Angiography is a medical imaging technique to image blood vessels and blood vessel systems, and can be used for example to enable diagnostics, surgical planning, and simulation.
Angiographic image data can be generated by injecting a contrast agent intravenously to a patient and scanning the patient using e.g. Computed Tomography (CT) or Magnetic Resonance Imaging (MRI). The resulting angiographic image data is typically a set of DICOM-images forming a voxel volume with discrete image intensities. The voxel volume can be processed to segment organs, blood vessels, skeleton etc. In particular, the segmentation and further characterization can provide a segmented surface that delimits the blood vessel or vessel system from other tissues.
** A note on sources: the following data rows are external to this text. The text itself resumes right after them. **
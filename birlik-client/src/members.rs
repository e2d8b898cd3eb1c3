//! Кабинет участника и администрирование участников.
//!
//! Операции `my_*` работают от имени владельца токена; административные
//! операции требуют роль `admin` (проверяется бэкендом).

use base64::{Engine as _, engine::general_purpose::STANDARD as BASE64};
use reqwest::Method;
use serde::Serialize;

use crate::client::BirlikClient;
use crate::download::DocumentDownload;
use crate::error::BirlikClientResult;
use crate::models::{
    Member, MemberDocument, MemberListQuery, MemberProfileInput, Paginated, Property,
    PropertyInput, ReviewDocumentInput,
};

#[derive(Debug, Serialize)]
#[serde(rename_all = "camelCase")]
struct UploadDocumentDto<'a> {
    kind: &'a str,
    filename: &'a str,
    mime_type: &'a str,
    /// Содержимое файла, base64 (standard alphabet, с паддингом).
    data: String,
}

fn upload_payload<'a>(
    kind: &'a str,
    filename: &'a str,
    mime_type: &'a str,
    data: &[u8],
) -> UploadDocumentDto<'a> {
    UploadDocumentDto {
        kind,
        filename,
        mime_type,
        data: BASE64.encode(data),
    }
}

#[derive(Debug, Serialize)]
struct SetPasswordDto<'a> {
    password: &'a str,
}

impl BirlikClient {
    /// Собственный профиль участника.
    pub async fn my_profile(&self) -> BirlikClientResult<Member> {
        self.execute(self.authed(Method::GET, "/api/members/me")?).await
    }

    /// Обновляет собственный профиль участника.
    pub async fn update_my_profile(
        &self,
        input: &MemberProfileInput,
    ) -> BirlikClientResult<Member> {
        self.execute(self.authed(Method::PUT, "/api/members/me")?.json(input))
            .await
    }

    /// Собственные объявления недвижимости (включая неопубликованные).
    pub async fn my_properties(&self) -> BirlikClientResult<Vec<Property>> {
        self.execute(self.authed(Method::GET, "/api/members/me/properties")?)
            .await
    }

    /// Создаёт собственное объявление недвижимости.
    pub async fn create_my_property(&self, input: &PropertyInput) -> BirlikClientResult<Property> {
        self.execute(
            self.authed(Method::POST, "/api/members/me/properties")?
                .json(input),
        )
        .await
    }

    /// Полностью обновляет собственное объявление недвижимости.
    pub async fn update_my_property(
        &self,
        id: i64,
        input: &PropertyInput,
    ) -> BirlikClientResult<Property> {
        self.execute(
            self.authed(Method::PUT, &format!("/api/members/me/properties/{id}"))?
                .json(input),
        )
        .await
    }

    /// Удаляет собственное объявление недвижимости.
    pub async fn delete_my_property(&self, id: i64) -> BirlikClientResult<()> {
        self.execute_empty(
            self.authed(Method::DELETE, &format!("/api/members/me/properties/{id}"))?,
        )
        .await
    }

    /// Собственные загруженные документы.
    pub async fn my_documents(&self) -> BirlikClientResult<Vec<MemberDocument>> {
        self.execute(self.authed(Method::GET, "/api/members/me/documents")?)
            .await
    }

    /// Загружает новый документ для верификации членства.
    ///
    /// Содержимое передаётся в JSON-теле в base64.
    pub async fn upload_document(
        &self,
        kind: &str,
        filename: &str,
        mime_type: &str,
        data: &[u8],
    ) -> BirlikClientResult<MemberDocument> {
        let payload = upload_payload(kind, filename, mime_type, data);
        self.execute(
            self.authed(Method::POST, "/api/members/me/documents")?
                .json(&payload),
        )
        .await
    }

    /// Скачивает файл документа.
    ///
    /// Доступно владельцу документа и администратору.
    pub async fn download_document(&self, id: i64) -> BirlikClientResult<DocumentDownload> {
        self.execute_download(
            self.authed(Method::GET, &format!("/api/member-documents/{id}/download"))?,
        )
        .await
    }

    /// Список всех участников с пагинацией и фильтрами.
    pub async fn list_members(
        &self,
        query: &MemberListQuery,
    ) -> BirlikClientResult<Paginated<Member>> {
        self.execute(self.authed(Method::GET, "/api/members")?.query(query))
            .await
    }

    /// Одобряет заявку участника.
    pub async fn approve_member(&self, id: i64) -> BirlikClientResult<Member> {
        self.execute(self.authed(Method::PATCH, &format!("/api/members/{id}/approve"))?)
            .await
    }

    /// Отклоняет заявку участника.
    pub async fn reject_member(&self, id: i64) -> BirlikClientResult<Member> {
        self.execute(self.authed(Method::PATCH, &format!("/api/members/{id}/reject"))?)
            .await
    }

    /// Принудительно задаёт участнику новый пароль.
    pub async fn set_member_password(&self, id: i64, password: &str) -> BirlikClientResult<()> {
        let payload = SetPasswordDto { password };
        self.execute_empty(
            self.authed(Method::PATCH, &format!("/api/members/{id}/password"))?
                .json(&payload),
        )
        .await
    }

    /// Удаляет участника вместе с профилем.
    pub async fn delete_member(&self, id: i64) -> BirlikClientResult<()> {
        self.execute_empty(self.authed(Method::DELETE, &format!("/api/members/{id}"))?)
            .await
    }

    /// Документы конкретного участника.
    pub async fn member_documents(
        &self,
        member_id: i64,
    ) -> BirlikClientResult<Vec<MemberDocument>> {
        self.execute(self.authed(Method::GET, &format!("/api/members/{member_id}/documents"))?)
            .await
    }

    /// Выносит решение по документу участника.
    pub async fn review_document(
        &self,
        id: i64,
        input: &ReviewDocumentInput,
    ) -> BirlikClientResult<MemberDocument> {
        self.execute(
            self.authed(Method::PATCH, &format!("/api/member-documents/{id}"))?
                .json(input),
        )
        .await
    }

    /// Запрашивает у участника повторную загрузку документа.
    pub async fn request_document_resubmission(
        &self,
        id: i64,
    ) -> BirlikClientResult<MemberDocument> {
        self.execute(
            self.authed(Method::PATCH, &format!("/api/member-documents/{id}/resubmit"))?,
        )
        .await
    }
}

#[cfg(test)]
mod tests {
    use super::*;

    #[test]
    fn upload_payload_encodes_base64() {
        let payload = upload_payload("tax-certificate", "vergi.pdf", "application/pdf", b"hello");
        assert_eq!(payload.data, "aGVsbG8=");

        let encoded = serde_json::to_value(&payload).expect("payload should serialize");
        assert_eq!(
            encoded,
            serde_json::json!({
                "kind": "tax-certificate",
                "filename": "vergi.pdf",
                "mimeType": "application/pdf",
                "data": "aGVsbG8="
            })
        );
    }
}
An example of such a characterization method for characterizing a vascular system in a three-dimensional angiographic image comprised of voxels is disclosed in U.S. Pat. No. 6,842,638. Here a two-dimensional slice formed of pixels is extracted from the angiographic image. Imaged vascular structures in the slice are located and flood-filled. The edges of the filled regions are iteratively eroded to identify vessel centres. The extracting, locating, flood-filling, and eroding is repeated for a plurality of slices to generate a plurality of vessel centres that are representative of the vascular system. A vessel centre is selected, and a corresponding vessel direction and orthogonal plane are found. The vessel boundaries in the orthogonal plane are identified by iteratively propagating a closed geometric contour arranged about the vessel centre. The selecting, finding, and estimating are repeated for the plurality of vessel centres, and the estimated vessel boundaries are then interpolated to form a vascular tree.
However, sometimes a portion of the boundary of a blood vessel may be “missing”, or not discernable, such that the boundary does not continuously enclose the blood vessel in the dimensional slice. If so, the flood-filling procedure will fail as it expands outside the blood vessel. This makes the method suggested in U.S. Pat. No. 6,842,638 sensitive to imperfections in the DICOM-image. Thus, there is a need for a more robust method to characterize a blood vessel.